Masterclasses take place when performance artists and musicians work one-on-one with students. Writers don't generally have this option, but I have found some books to be masterclasses for characters, backstories, plots, settings, voice, and/or creativity.
Handling the Truth: On the Writing of Memoir by Beth Kephart is both a memoir of becoming a writer as well as an instructional book encouraging other writers to write memoirs. This is not a tell-all book, but a beautifully written show-all book.
Kephart reveals how she became a National Book Award Finalist author. "A closet writer from early on with boxes filled with poems and submissions of short stories returned unpublished," she reads a memoir that changes her life in 1990, Road Song by Natalie Kusz.
Enraptured with this book, she writes Kusz a letter through her publisher. In the reply… "I hadn't read memoir, hadn't written it, and then there was Kusz unveiling its mystery for me, explaining, by way of a thank-you, what a book like hers was designed to do. Writers are in the business of attempting to expose the human condition in such a way that our description resonates in the souls of other humans…Yes, I thought. I want to be in that business."
To get in that business, Kephart attends her first writing workshop while in Italy for a family vacation. "What I learned in Spoleto, what I chose to value or come to believe about myself, would shape the way I thought about stories made and lived every thereafter day of my life. It would make me want to find a way to pass the knowing down."
Kephart found her voice and a way to pass the knowing down. Author of eighteen other books, she illustrates this memoir with excerpts from memoirs she loves, views of other authors, and assignments from the writing students she now teaches.

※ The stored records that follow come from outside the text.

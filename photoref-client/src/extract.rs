//! Interpretations of a protected-endpoint response body, cheapest first.
//!
//! Backends mislabel content: JSON-wrapped or base64 text declared as
//! `image/*`, and binary declared as something else. Each extractor reads the
//! buffered body on its own and the first one producing a data URI wins.

use crate::inline::{
    encode_data_uri, looks_like_image_payload, normalize_image_payload,
    normalize_text,
};
use crate::transport::FetchedBody;

use photoref_model::RawImageReference;
use serde_json::Value;

pub type Extractor = fn(&FetchedBody) -> Option<String>;

/// Extractors in the order they are attempted.
pub const EXTRACTORS: [(&str, Extractor); 3] =
    [("json", from_json), ("text", from_text), ("binary", from_binary)];

pub fn extract_image(body: &FetchedBody) -> Option<String> {
    EXTRACTORS.iter().find_map(|(name, extractor)| {
        let found = extractor(body);
        if found.is_some() {
            log::debug!("[extract] image payload found by {name} extractor");
        }
        found
    })
}

/// The whole body parsed as JSON, whatever the declared content type.
pub fn from_json(body: &FetchedBody) -> Option<String> {
    let value: Value = serde_json::from_slice(&body.bytes).ok()?;
    normalize_image_payload(&RawImageReference::from(value))
}

/// The body as text: JSON-shaped text is parsed leniently (after trimming),
/// otherwise text that looks like a data URI or bare base64 is normalized.
pub fn from_text(body: &FetchedBody) -> Option<String> {
    let text = body.text();
    let trimmed = text.trim();
    if trimmed.is_empty() {
        return None;
    }

    if (trimmed.starts_with('{') || trimmed.starts_with('['))
        && let Ok(value) = serde_json::from_str::<Value>(trimmed)
        && let Some(found) = normalize_image_payload(&RawImageReference::from(value))
    {
        return Some(found);
    }

    if looks_like_image_payload(trimmed) {
        return normalize_text(trimmed);
    }
    None
}

/// The raw bytes encoded under the declared content type. The normalizer's
/// sniffing corrects a wrong image subtype.
pub fn from_binary(body: &FetchedBody) -> Option<String> {
    if body.bytes.is_empty() {
        return None;
    }
    let data_uri = encode_data_uri(&body.bytes, body.content_type.as_deref());
    normalize_text(&data_uri)
}
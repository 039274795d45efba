use std::path::PathBuf;
use std::sync::Arc;

use anyhow::{Context, Result};
use clap::Parser;
use env_logger::{Builder, Target};
use log::LevelFilter;
use photoref_client::{
    ImageResolver, RawImageReference, ResolutionCache, ResolverConfig,
    SessionStore, TokenExpiry,
};

#[derive(Parser)]
#[command(
    name = "photoref-resolve",
    about = "Resolve a backend photo reference into a displayable source"
)]
struct Cli {
    /// URL, protected path, data URI, base64, or a JSON value wrapping one
    reference: String,
    /// Used when the reference is blank
    #[arg(long)]
    fallback: Option<String>,
    /// TOML config file (base_url, request_timeout_secs, user_agent)
    #[arg(long)]
    config: Option<PathBuf>,
    #[arg(long, env = "PHOTOREF_TOKEN", hide_env_values = true)]
    token: Option<String>,
    /// Print cache statistics to stderr after resolving
    #[arg(long)]
    stats: bool,
}

fn init_logger() {
    Builder::new()
        .target(Target::Stderr)
        .filter_level(LevelFilter::Warn)
        .filter_module("photoref_client", LevelFilter::Info)
        .init();
}

/// Arguments that parse as JSON (objects, quoted strings) are taken as
/// backend values; anything else is plain text.
fn parse_reference(raw: &str) -> RawImageReference {
    match serde_json::from_str::<serde_json::Value>(raw) {
        Ok(value @ (serde_json::Value::Object(_) | serde_json::Value::Null)) => {
            RawImageReference::from(value)
        }
        _ => RawImageReference::from(raw),
    }
}

#[tokio::main]
async fn main() -> Result<()> {
    dotenvy::dotenv().ok();
    if std::env::var("RUST_LOG").is_err() {
        init_logger();
    } else {
        env_logger::init();
    }

    let cli = Cli::parse();
    let config = ResolverConfig::load(cli.config.as_deref())
        .context("failed to load resolver configuration")?;
    log::info!("Resolving against {}", config.base_url);

    let session = Arc::new(SessionStore::new());
    if let Some(token) = cli.token.filter(|token| !token.trim().is_empty()) {
        session.save_token(token, TokenExpiry::Default).await;
    }

    let cache = Arc::new(ResolutionCache::new());
    let resolver = ImageResolver::http(config, cache, session)
        .context("failed to build HTTP transport")?;

    let reference = parse_reference(&cli.reference);
    let source = resolver
        .build_source(&reference, cli.fallback.as_deref())
        .await;
    println!("{}", serde_json::to_string_pretty(&source)?);

    if cli.stats {
        eprintln!("{:?}", resolver.stats());
    }
    Ok(())
}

She sets the bar high for writers who want to get into this business, but also provides support, a few prompts, and numerous inspiring examples to help you along the way.
Her most important advice: read memoirs if you want to write memoirs. Kephart includes a 52-page in-depth appendix listing memoirs of note.
Handling the Truth is my favorite type of read. It stands on its own as a well-written book; it tells the story of a writer believing in herself; it includes insights, suggestions, and goals for other writers; and it recommends many other well-written books—a gift that keeps on giving!
Please recommend your favorite reads.